*Data listing:*
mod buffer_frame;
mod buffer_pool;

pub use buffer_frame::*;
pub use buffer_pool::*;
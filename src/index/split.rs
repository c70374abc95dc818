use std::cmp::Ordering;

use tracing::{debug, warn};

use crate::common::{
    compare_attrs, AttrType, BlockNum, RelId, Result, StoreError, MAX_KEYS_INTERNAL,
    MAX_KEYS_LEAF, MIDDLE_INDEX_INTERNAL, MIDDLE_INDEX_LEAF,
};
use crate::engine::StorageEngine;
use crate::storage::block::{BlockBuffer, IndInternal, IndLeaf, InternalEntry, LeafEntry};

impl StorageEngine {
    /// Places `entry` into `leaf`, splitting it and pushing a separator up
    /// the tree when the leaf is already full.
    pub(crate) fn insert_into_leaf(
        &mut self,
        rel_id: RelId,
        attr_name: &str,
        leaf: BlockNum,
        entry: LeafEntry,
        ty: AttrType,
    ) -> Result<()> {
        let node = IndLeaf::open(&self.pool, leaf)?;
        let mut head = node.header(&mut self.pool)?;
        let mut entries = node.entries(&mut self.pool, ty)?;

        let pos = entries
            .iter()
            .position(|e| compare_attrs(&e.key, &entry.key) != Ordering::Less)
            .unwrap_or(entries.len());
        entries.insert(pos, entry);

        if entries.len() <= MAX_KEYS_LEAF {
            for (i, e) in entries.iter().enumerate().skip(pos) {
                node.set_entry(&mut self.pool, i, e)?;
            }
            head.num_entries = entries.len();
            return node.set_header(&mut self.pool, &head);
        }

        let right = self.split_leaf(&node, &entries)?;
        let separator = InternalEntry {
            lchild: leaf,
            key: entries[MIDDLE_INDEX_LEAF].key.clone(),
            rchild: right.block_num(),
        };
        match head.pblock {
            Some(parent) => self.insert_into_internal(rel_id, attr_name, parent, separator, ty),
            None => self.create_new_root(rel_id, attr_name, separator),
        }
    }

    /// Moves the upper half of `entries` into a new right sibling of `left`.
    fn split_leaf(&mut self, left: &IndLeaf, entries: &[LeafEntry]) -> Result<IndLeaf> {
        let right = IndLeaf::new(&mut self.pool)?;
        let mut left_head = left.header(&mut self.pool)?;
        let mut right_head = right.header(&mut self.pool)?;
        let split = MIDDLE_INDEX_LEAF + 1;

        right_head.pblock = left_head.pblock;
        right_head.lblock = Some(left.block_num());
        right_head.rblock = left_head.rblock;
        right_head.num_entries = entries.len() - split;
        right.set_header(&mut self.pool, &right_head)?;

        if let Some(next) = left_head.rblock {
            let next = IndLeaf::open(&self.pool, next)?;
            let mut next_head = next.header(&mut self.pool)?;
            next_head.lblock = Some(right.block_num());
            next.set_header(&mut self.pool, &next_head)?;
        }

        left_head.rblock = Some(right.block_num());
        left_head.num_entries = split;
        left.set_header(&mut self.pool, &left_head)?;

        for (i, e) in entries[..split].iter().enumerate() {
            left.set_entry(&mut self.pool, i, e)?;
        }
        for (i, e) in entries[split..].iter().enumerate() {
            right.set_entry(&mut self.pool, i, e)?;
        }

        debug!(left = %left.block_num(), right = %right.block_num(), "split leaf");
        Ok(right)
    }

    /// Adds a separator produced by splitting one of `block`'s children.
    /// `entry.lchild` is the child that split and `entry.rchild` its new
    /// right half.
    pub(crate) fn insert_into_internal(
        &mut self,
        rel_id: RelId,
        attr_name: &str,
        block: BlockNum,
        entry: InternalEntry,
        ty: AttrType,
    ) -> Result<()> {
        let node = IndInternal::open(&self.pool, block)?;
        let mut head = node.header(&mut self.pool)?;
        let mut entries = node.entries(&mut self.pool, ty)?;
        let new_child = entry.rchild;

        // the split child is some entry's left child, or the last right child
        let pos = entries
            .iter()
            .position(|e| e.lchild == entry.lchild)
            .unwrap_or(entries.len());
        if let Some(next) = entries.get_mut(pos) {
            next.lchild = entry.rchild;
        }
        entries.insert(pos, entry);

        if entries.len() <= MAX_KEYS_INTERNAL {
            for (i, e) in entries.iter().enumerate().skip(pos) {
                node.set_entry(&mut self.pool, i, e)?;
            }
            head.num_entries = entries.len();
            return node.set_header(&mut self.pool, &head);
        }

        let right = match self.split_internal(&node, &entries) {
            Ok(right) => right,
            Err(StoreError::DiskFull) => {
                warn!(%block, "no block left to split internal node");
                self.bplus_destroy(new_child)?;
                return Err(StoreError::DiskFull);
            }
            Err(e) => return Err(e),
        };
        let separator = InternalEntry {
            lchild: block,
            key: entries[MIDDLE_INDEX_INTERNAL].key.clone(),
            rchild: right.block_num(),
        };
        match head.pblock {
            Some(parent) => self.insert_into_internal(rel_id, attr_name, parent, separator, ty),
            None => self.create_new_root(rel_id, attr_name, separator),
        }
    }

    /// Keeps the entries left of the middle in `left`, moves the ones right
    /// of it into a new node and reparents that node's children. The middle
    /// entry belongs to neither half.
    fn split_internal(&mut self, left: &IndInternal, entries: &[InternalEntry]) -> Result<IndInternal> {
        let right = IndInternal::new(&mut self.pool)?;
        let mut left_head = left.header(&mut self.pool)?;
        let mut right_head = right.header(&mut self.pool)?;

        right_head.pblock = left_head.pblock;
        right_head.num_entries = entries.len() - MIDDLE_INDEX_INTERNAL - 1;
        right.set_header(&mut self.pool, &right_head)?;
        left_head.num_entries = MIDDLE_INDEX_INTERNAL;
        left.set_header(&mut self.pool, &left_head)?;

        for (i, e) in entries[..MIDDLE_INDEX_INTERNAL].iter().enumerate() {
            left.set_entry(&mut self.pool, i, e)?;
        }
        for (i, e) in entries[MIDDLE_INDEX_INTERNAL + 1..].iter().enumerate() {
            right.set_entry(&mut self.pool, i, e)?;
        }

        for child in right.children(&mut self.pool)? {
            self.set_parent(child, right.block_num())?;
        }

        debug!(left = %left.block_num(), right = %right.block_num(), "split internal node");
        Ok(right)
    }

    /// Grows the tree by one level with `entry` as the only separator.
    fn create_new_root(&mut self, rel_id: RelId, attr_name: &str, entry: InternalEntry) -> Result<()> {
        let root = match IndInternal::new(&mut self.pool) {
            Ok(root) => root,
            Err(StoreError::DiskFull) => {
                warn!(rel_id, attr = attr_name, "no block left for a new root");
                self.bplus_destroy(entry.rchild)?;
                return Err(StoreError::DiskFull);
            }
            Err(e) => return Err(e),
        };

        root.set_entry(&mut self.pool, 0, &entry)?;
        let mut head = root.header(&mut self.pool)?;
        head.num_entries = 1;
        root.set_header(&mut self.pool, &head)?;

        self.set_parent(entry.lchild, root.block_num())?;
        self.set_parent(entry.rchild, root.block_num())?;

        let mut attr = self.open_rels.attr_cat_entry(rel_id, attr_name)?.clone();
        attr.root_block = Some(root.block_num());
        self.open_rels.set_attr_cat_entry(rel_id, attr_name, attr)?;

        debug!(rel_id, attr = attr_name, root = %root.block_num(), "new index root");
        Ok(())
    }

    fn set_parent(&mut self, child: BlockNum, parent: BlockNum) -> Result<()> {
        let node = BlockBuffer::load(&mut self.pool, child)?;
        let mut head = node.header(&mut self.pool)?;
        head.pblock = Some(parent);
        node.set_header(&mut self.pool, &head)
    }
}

*Work order:* Copy out the entries. Leave every line exactly as it is.

*Task solution:*
mod buffer_frame;
mod buffer_pool;

pub use buffer_frame::*;
pub use buffer_pool::*;
filename src/index/split.rs
repository c70374abc95dc818
use std::cmp::Ordering;

use tracing::{debug, warn};

use crate::common::{
    compare_attrs, AttrType, BlockNum, RelId, Result, StoreError, MAX_KEYS_INTERNAL,
    MAX_KEYS_LEAF, MIDDLE_INDEX_INTERNAL, MIDDLE_INDEX_LEAF,
};
use crate::engine::StorageEngine;
use crate::storage::block::{BlockBuffer, IndInternal, IndLeaf, InternalEntry, LeafEntry};

impl StorageEngine {
    /// Places `entry` into `leaf`, splitting it and pushing a separator up
    /// the tree when the leaf is already full.
    pub(crate) fn insert_into_leaf(
        &mut self,
        rel_id: RelId,
        attr_name: &str,
        leaf: BlockNum,
        entry: LeafEntry,
        ty: AttrType,
    ) -> Result<()> {
        let node = IndLeaf::open(&self.pool, leaf)?;
        let mut head = node.header(&mut self.pool)?;
        let mut entries = node.entries(&mut self.pool, ty)?;

        let pos = entries
            .iter()
            .position(|e| compare_attrs(&e.key, &entry.key) != Ordering::Less)
            .unwrap_or(entries.len());
        entries.insert(pos, entry);

        if entries.len() <= MAX_KEYS_LEAF {
            for (i, e) in entries.iter().enumerate().skip(pos) {
                node.set_entry(&mut self.pool, i, e)?;
            }
            head.num_entries = entries.len();
            return node.set_header(&mut self.pool, &head);
        }

        let right = self.split_leaf(&node, &entries)?;
        let separator = InternalEntry {
            lchild: leaf,
            key: entries[MIDDLE_INDEX_LEAF].key.clone(),
            rchild: right.block_num(),
        };
        match head.pblock {
            Some(parent) => self.insert_into_internal(rel_id, attr_name, parent, separator, ty),
            None => self.create_new_root(rel_id, attr_name, separator),
        }
    }

    /// Moves the upper half of `entries` into a new right sibling of `left`.
    fn split_leaf(&mut self, left: &IndLeaf, entries: &[LeafEntry]) -> Result<IndLeaf> {
        let right = IndLeaf::new(&mut self.pool)?;
        let mut left_head = left.header(&mut self.pool)?;
        let mut right_head = right.header(&mut self.pool)?;
        let split = MIDDLE_INDEX_LEAF + 1;

        right_head.pblock = left_head.pblock;
        right_head.lblock = Some(left.block_num());
        right_head.rblock = left_head.rblock;
        right_head.num_entries = entries.len() - split;
        right.set_header(&mut self.pool, &right_head)?;

        if let Some(next) = left_head.rblock {
            let next = IndLeaf::open(&self.pool, next)?;
            let mut next_head = next.header(&mut self.pool)?;
            next_head.lblock = Some(right.block_num());
            next.set_header(&mut self.pool, &next_head)?;
        }

        left_head.rblock = Some(right.block_num());
        left_head.num_entries = split;
        left.set_header(&mut self.pool, &left_head)?;

        for (i, e) in entries[..split].iter().enumerate() {
            left.set_entry(&mut self.pool, i, e)?;
        }
        for (i, e) in entries[split..].iter().enumerate() {
            right.set_entry(&mut self.pool, i, e)?;
        }

        debug!(left = %left.block_num(), right = %right.block_num(), "split leaf");
        Ok(right)
    }

    /// Adds a separator produced by splitting one of `block`'s children.
    /// `entry.lchild` is the child that split and `entry.rchild` its new
    /// right half.
    pub(crate) fn insert_into_internal(
        &mut self,
        rel_id: RelId,
        attr_name: &str,
        block: BlockNum,
        entry: InternalEntry,
        ty: AttrType,
    ) -> Result<()> {
        let node = IndInternal::open(&self.pool, block)?;
        let mut head = node.header(&mut self.pool)?;
        let mut entries = node.entries(&mut self.pool, ty)?;
        let new_child = entry.rchild;

        // the split child is some entry's left child, or the last right child
        let pos = entries
            .iter()
            .position(|e| e.lchild == entry.lchild)
            .unwrap_or(entries.len());
        if let Some(next) = entries.get_mut(pos) {
            next.lchild = entry.rchild;
        }
        entries.insert(pos, entry);

        if entries.len() <= MAX_KEYS_INTERNAL {
            for (i, e) in entries.iter().enumerate().skip(pos) {
                node.set_entry(&mut self.pool, i, e)?;
            }
            head.num_entries = entries.len();
            return node.set_header(&mut self.pool, &head);
        }

        let right = match self.split_internal(&node, &entries) {
            Ok(right) => right,
            Err(StoreError::DiskFull) => {
                warn!(%block, "no block left to split internal node");
                self.bplus_destroy(new_child)?;
                return Err(StoreError::DiskFull);
            }
            Err(e) => return Err(e),
        };
        let separator = InternalEntry {
            lchild: block,
            key: entries[MIDDLE_INDEX_INTERNAL].key.clone(),
            rchild: right.block_num(),
        };
        match head.pblock {
            Some(parent) => self.insert_into_internal(rel_id, attr_name, parent, separator, ty),
            None => self.create_new_root(rel_id, attr_name, separator),
        }
    }

    /// Keeps the entries left of the middle in `left`, moves the ones right
    /// of it into a new node and reparents that node's children. The middle
    /// entry belongs to neither half.
    fn split_internal(&mut self, left: &IndInternal, entries: &[InternalEntry]) -> Result<IndInternal> {
        let right = IndInternal::new(&mut self.pool)?;
        let mut left_head = left.header(&mut self.pool)?;
        let mut right_head = right.header(&mut self.pool)?;

        right_head.pblock = left_head.pblock;
        right_head.num_entries = entries.len() - MIDDLE_INDEX_INTERNAL - 1;
        right.set_header(&mut self.pool, &right_head)?;
        left_head.num_entries = MIDDLE_INDEX_INTERNAL;
        left.set_header(&mut self.pool, &left_head)?;

        for (i, e) in entries[..MIDDLE_INDEX_INTERNAL].iter().enumerate() {
            left.set_entry(&mut self.pool, i, e)?;
        }
        for (i, e) in entries[MIDDLE_INDEX_INTERNAL + 1..].iter().enumerate() {
            right.set_entry(&mut self.pool, i, e)?;
        }

        for child in right.children(&mut self.pool)? {
            self.set_parent(child, right.block_num())?;
        }

        debug!(left = %left.block_num(), right = %right.block_num(), "split internal node");
        Ok(right)
    }

    /// Grows the tree by one level with `entry` as the only separator.
    fn create_new_root(&mut self, rel_id: RelId, attr_name: &str, entry: InternalEntry) -> Result<()> {
        let root = match IndInternal::new(&mut self.pool) {
            Ok(root) => root,
            Err(StoreError::DiskFull) => {
                warn!(rel_id, attr = attr_name, "no block left for a new root");
                self.bplus_destroy(entry.rchild)?;
                return Err(StoreError::DiskFull);
            }
            Err(e) => return Err(e),
        };

        root.set_entry(&mut self.pool, 0, &entry)?;
        let mut head = root.header(&mut self.pool)?;
        head.num_entries = 1;
        root.set_header(&mut self.pool, &head)?;

        self.set_parent(entry.lchild, root.block_num())?;
        self.set_parent(entry.rchild, root.block_num())?;

        let mut attr = self.open_rels.attr_cat_entry(rel_id, attr_name)?.clone();
        attr.root_block = Some(root.block_num());
        self.open_rels.set_attr_cat_entry(rel_id, attr_name, attr)?;

        debug!(rel_id, attr = attr_name, root = %root.block_num(), "new index root");
        Ok(())
    }

    fn set_parent(&mut self, child: BlockNum, parent: BlockNum) -> Result<()> {
        let node = BlockBuffer::load(&mut self.pool, child)?;
        let mut head = node.header(&mut self.pool)?;
        head.pblock = Some(parent);
        node.set_header(&mut self.pool, &head)
    }
}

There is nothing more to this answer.